Start of Block

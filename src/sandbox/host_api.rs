//! Host members exposed to guest modules.
//!
//! Guests import host members by type path and member name: module
//! `System.Console`, field `WriteLine`. Strings cross the boundary as a
//! `(ptr, len)` pair into the guest's exported `memory`. Sequences cross as a
//! handle that the host drains by calling the guest's `__seq_next` export
//! until it returns [`SEQUENCE_END`].
//!
//! Only imports that survived policy enforcement are linked, and each one is
//! linked with the guards its verified call site carries.

use std::collections::{BTreeMap, BTreeSet};
use std::time::{Duration, Instant};

use anyhow::anyhow;
use thiserror::Error;
use wasmtime::{Caller, Engine, Extern, ExternType, Linker, Module};

use crate::error::{Result, SandboxError};
use crate::macros::log_warn;
use crate::policy::enforcement::{PolicyViolation, VerifiedAssembly};
use crate::policy::rewriter::{CallSite, CollectedEnumerableArgumentRewriter, ParamShape};
use crate::policy::MemberRef;
use crate::sandbox::flow::FlowEvent;
use crate::sandbox::limits::StoreData;
use crate::policy::rewriter::ParamShape::{Count, Sequence, Value};

/// Guest export that yields the next item of a sequence handle.
pub const SEQUENCE_NEXT: &str = "__seq_next";
/// Value `__seq_next` returns once a sequence is exhausted.
pub const SEQUENCE_END: i64 = i64::MIN;

const CONSOLE: &str = "System.Console";
const FLOW: &str = "CodeLab.Runtime.Internal.Flow";
const ENUMERABLE: &str = "System.Linq.Enumerable";
const OPERATORS: &str = "Microsoft.FSharp.Core.ExtraTopLevelOperators";
const THREAD: &str = "System.Threading.Thread";

const SLEEP_SLICE: Duration = Duration::from_millis(10);

/// Host members and the shapes of their logical parameters.
const HOST_MEMBERS: &[(&str, &str, &[ParamShape])] = &[
    (CONSOLE, "Write", &[Value]),
    (CONSOLE, "WriteLine", &[Value]),
    (FLOW, "ReportLineStart", &[Value]),
    (FLOW, "ReportValue", &[Value, Value, Value]),
    (FLOW, "ReportException", &[Value, Value]),
    (ENUMERABLE, "Sum", &[Sequence]),
    (ENUMERABLE, "Count", &[Sequence]),
    (OPERATORS, "CreateSet", &[Sequence]),
    (THREAD, "Sleep", &[Count]),
];

/// Trap raised by a host member.
#[derive(Error, Debug, Clone, PartialEq, Eq)]
pub enum HostTrap {
    /// A guard rejected the call. Already recorded as a flow exception.
    #[error("{0}")]
    GuardRejected(String),
    /// The guest raised an exception through a host member.
    #[error("{0}")]
    GuestException(String),
    /// The deadline passed or the session was cancelled.
    #[error("execution interrupted")]
    Interrupted,
}

/// Parameter shapes of a host member, if the host implements it.
pub fn host_parameters(member: &MemberRef) -> Option<&'static [ParamShape]> {
    let type_path = member.type_path();
    HOST_MEMBERS
        .iter()
        .find(|(ty, name, _)| *ty == type_path && *name == member.member())
        .map(|(_, _, parameters)| *parameters)
}

/// Describe the imports of `module` as unguarded call sites.
///
/// Host members get their declared parameter shapes; anything else gets one
/// [`ParamShape::Value`] per Wasm parameter.
pub fn describe_imports(module: &Module) -> Vec<CallSite> {
    module
        .imports()
        .map(|import| {
            let member = MemberRef::from_type_path(import.module(), import.name());
            let parameters = match host_parameters(&member) {
                Some(shapes) => shapes.to_vec(),
                None => match import.ty() {
                    ExternType::Func(ty) => vec![Value; ty.params().len()],
                    _ => Vec::new(),
                },
            };
            CallSite::new(member, parameters)
        })
        .collect()
}

/// Build a linker for `module` from the verified call sites of `assembly`.
///
/// Imports that enforcement never saw are reported as policy violations.
pub fn link(engine: &Engine, module: &Module, assembly: &VerifiedAssembly) -> Result<Linker<StoreData>> {
    let mut sites = BTreeMap::new();
    let mut violations: Vec<PolicyViolation> = Vec::new();
    for import in module.imports() {
        let member = MemberRef::from_type_path(import.module(), import.name());
        match assembly.call_site(&member) {
            Some(site) => {
                sites.entry(member).or_insert(site);
            }
            None if violations.iter().any(|v| *v.member() == member) => {}
            None => {
                log_warn!(%member, "guest imports a member that was never verified");
                violations.push(PolicyViolation::new(member, None));
            }
        }
    }
    if !violations.is_empty() {
        return Err(SandboxError::PolicyViolation(violations));
    }

    let mut linker = Linker::new(engine);
    for site in sites.into_values() {
        define(&mut linker, site).map_err(SandboxError::ModuleLoad)?;
    }
    Ok(linker)
}

fn define(linker: &mut Linker<StoreData>, site: &CallSite) -> anyhow::Result<()> {
    let type_path = site.member.type_path();
    let name = site.member.member();
    match (type_path.as_str(), name) {
        (CONSOLE, "Write") => {
            linker.func_wrap(
                CONSOLE,
                name,
                |mut caller: Caller<'_, StoreData>, ptr: i32, len: i32| -> anyhow::Result<()> {
                    let text = read_str(&mut caller, ptr, len)?;
                    caller.data_mut().output.write_str(&text);
                    Ok(())
                },
            )?;
        }
        (CONSOLE, "WriteLine") => {
            linker.func_wrap(
                CONSOLE,
                name,
                |mut caller: Caller<'_, StoreData>, ptr: i32, len: i32| -> anyhow::Result<()> {
                    let text = read_str(&mut caller, ptr, len)?;
                    caller.data_mut().output.write_line(&text);
                    Ok(())
                },
            )?;
        }
        (FLOW, "ReportLineStart") => {
            linker.func_wrap(
                FLOW,
                name,
                |mut caller: Caller<'_, StoreData>, line: i32| -> anyhow::Result<()> {
                    let line = line_number(line);
                    caller.data_mut().flow.record(FlowEvent::LineReached { line });
                    Ok(())
                },
            )?;
        }
        (FLOW, "ReportValue") => {
            linker.func_wrap(
                FLOW,
                name,
                |mut caller: Caller<'_, StoreData>,
                 line: i32,
                 expression_ptr: i32,
                 expression_len: i32,
                 value_ptr: i32,
                 value_len: i32|
                 -> anyhow::Result<()> {
                    let expression = read_str(&mut caller, expression_ptr, expression_len)?;
                    let value = read_str(&mut caller, value_ptr, value_len)?;
                    caller.data_mut().flow.record(FlowEvent::ValueObserved {
                        line: line_number(line),
                        expression,
                        value,
                    });
                    Ok(())
                },
            )?;
        }
        (FLOW, "ReportException") => {
            linker.func_wrap(
                FLOW,
                name,
                |mut caller: Caller<'_, StoreData>, line: i32, ptr: i32, len: i32| -> anyhow::Result<()> {
                    let description = read_str(&mut caller, ptr, len)?;
                    caller.data_mut().flow.record(FlowEvent::ExceptionObserved {
                        line: line_number(line),
                        description,
                    });
                    Ok(())
                },
            )?;
        }
        (ENUMERABLE, "Sum") => {
            let max_items = sequence_limit(site);
            linker.func_wrap(
                ENUMERABLE,
                name,
                move |mut caller: Caller<'_, StoreData>, handle: i32| -> anyhow::Result<i64> {
                    let items = materialize(&mut caller, handle, max_items)?;
                    match items.iter().try_fold(0i64, |sum, item| sum.checked_add(*item)) {
                        Some(sum) => Ok(sum),
                        None => Err(raise(&mut caller, "arithmetic operation resulted in an overflow".into())),
                    }
                },
            )?;
        }
        (ENUMERABLE, "Count") => {
            let max_items = sequence_limit(site);
            linker.func_wrap(
                ENUMERABLE,
                name,
                move |mut caller: Caller<'_, StoreData>, handle: i32| -> anyhow::Result<i32> {
                    let items = materialize(&mut caller, handle, max_items)?;
                    Ok(i32::try_from(items.len())?)
                },
            )?;
        }
        (OPERATORS, "CreateSet") => {
            let max_items = sequence_limit(site);
            linker.func_wrap(
                OPERATORS,
                name,
                move |mut caller: Caller<'_, StoreData>, handle: i32| -> anyhow::Result<i32> {
                    let items = materialize(&mut caller, handle, max_items)?;
                    let set: BTreeSet<i64> = items.into_iter().collect();
                    Ok(i32::try_from(set.len())?)
                },
            )?;
        }
        (THREAD, "Sleep") => {
            let max = site.count_limit(0);
            linker.func_wrap(
                THREAD,
                name,
                move |mut caller: Caller<'_, StoreData>, millis: i32| -> anyhow::Result<()> {
                    let millis = i64::from(millis);
                    if millis < 0 || max.is_some_and(|max| millis > max) {
                        return Err(reject(&mut caller, format!("sleep of {millis}ms is out of range")));
                    }
                    sleep(&mut caller, Duration::from_millis(millis.unsigned_abs()))
                },
            )?;
        }
        _ => return Err(anyhow!("no host implementation for `{}`", site.member)),
    }
    Ok(())
}

fn line_number(line: i32) -> u32 {
    u32::try_from(line).unwrap_or(0)
}

fn sequence_limit(site: &CallSite) -> usize {
    site.materialize_limit(0)
        .unwrap_or(CollectedEnumerableArgumentRewriter::DEFAULT_MAX_ITEMS)
}

fn read_str(caller: &mut Caller<'_, StoreData>, ptr: i32, len: i32) -> anyhow::Result<String> {
    let memory = caller
        .get_export("memory")
        .and_then(Extern::into_memory)
        .ok_or_else(|| anyhow!("guest does not export `memory`"))?;
    let start = usize::try_from(ptr)?;
    let len = usize::try_from(len)?;
    let bytes = start
        .checked_add(len)
        .and_then(|end| memory.data(&*caller).get(start..end))
        .ok_or_else(|| anyhow!("string at {start}+{len} is out of bounds"))?;
    Ok(String::from_utf8_lossy(bytes).into_owned())
}

/// Drain a guest sequence into a buffer of at most `max_items` items.
fn materialize(caller: &mut Caller<'_, StoreData>, handle: i32, max_items: usize) -> anyhow::Result<Vec<i64>> {
    let next = caller
        .get_export(SEQUENCE_NEXT)
        .and_then(Extern::into_func)
        .ok_or_else(|| anyhow!("guest does not export `{SEQUENCE_NEXT}`"))?
        .typed::<i32, i64>(&*caller)?;

    let mut items = Vec::new();
    loop {
        let item = next.call(&mut *caller, handle)?;
        if item == SEQUENCE_END {
            return Ok(items);
        }
        if items.len() == max_items {
            return Err(reject(caller, format!("sequence has more than {max_items} items")));
        }
        items.push(item);
    }
}

/// Wait in slices so cancellation and the deadline are noticed promptly.
fn sleep(caller: &mut Caller<'_, StoreData>, duration: Duration) -> anyhow::Result<()> {
    let until = Instant::now() + duration;
    loop {
        if caller.data_mut().check_interrupt().is_some() {
            return Err(anyhow::Error::new(HostTrap::Interrupted));
        }
        let now = Instant::now();
        if now >= until {
            return Ok(());
        }
        let wake = until.min(caller.data().deadline());
        std::thread::sleep(wake.saturating_duration_since(now).min(SLEEP_SLICE));
    }
}

fn record_exception(caller: &mut Caller<'_, StoreData>, description: &str) {
    let flow = &mut caller.data_mut().flow;
    let line = flow.current_line();
    flow.record(FlowEvent::ExceptionObserved {
        line,
        description: description.to_string(),
    });
}

fn reject(caller: &mut Caller<'_, StoreData>, description: String) -> anyhow::Error {
    log_warn!(%description, "guard rejected host call");
    record_exception(caller, &description);
    anyhow::Error::new(HostTrap::GuardRejected(description))
}

fn raise(caller: &mut Caller<'_, StoreData>, description: String) -> anyhow::Error {
    record_exception(caller, &description);
    anyhow::Error::new(HostTrap::GuestException(description))
}

#[cfg(test)]
mod tests {
    use super::*;

    #[test]
    fn test_host_parameters() {
        let sum: MemberRef = "System.Linq.Enumerable::Sum".parse().unwrap();
        assert_eq!(host_parameters(&sum), Some(&[Sequence][..]));
        let max: MemberRef = "System.Math::Max".parse().unwrap();
        assert_eq!(host_parameters(&max), None);
    }

    #[test]
    fn test_describe_imports() {
        let engine = Engine::default();
        let module = Module::new(
            &engine,
            r#"(module
                (import "System.Console" "WriteLine" (func (param i32 i32)))
                (import "System.Math" "Max" (func (param i32 i32) (result i32))))"#,
        )
        .unwrap();

        let sites = describe_imports(&module);
        assert_eq!(sites.len(), 2);
        assert_eq!(sites[0].member.to_string(), "System.Console::WriteLine");
        assert_eq!(sites[0].parameters, vec![Value]);
        assert_eq!(sites[1].parameters, vec![Value, Value]);
    }
}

End of Block

# [WORK REQUIRED]
Restate the material word for word, but only from its first line through the line containing "call site carries.".

# [RESPONSE AREA]
filename src/sandbox/host_api.rs
//! Host members exposed to guest modules.
//!
//! Guests import host members by type path and member name: module
//! `System.Console`, field `WriteLine`. Strings cross the boundary as a
//! `(ptr, len)` pair into the guest's exported `memory`. Sequences cross as a
//! handle that the host drains by calling the guest's `__seq_next` export
//! until it returns [`SEQUENCE_END`].
//!
//! Only imports that survived policy enforcement are linked, and each one is
//! linked with the guards its verified call site carries.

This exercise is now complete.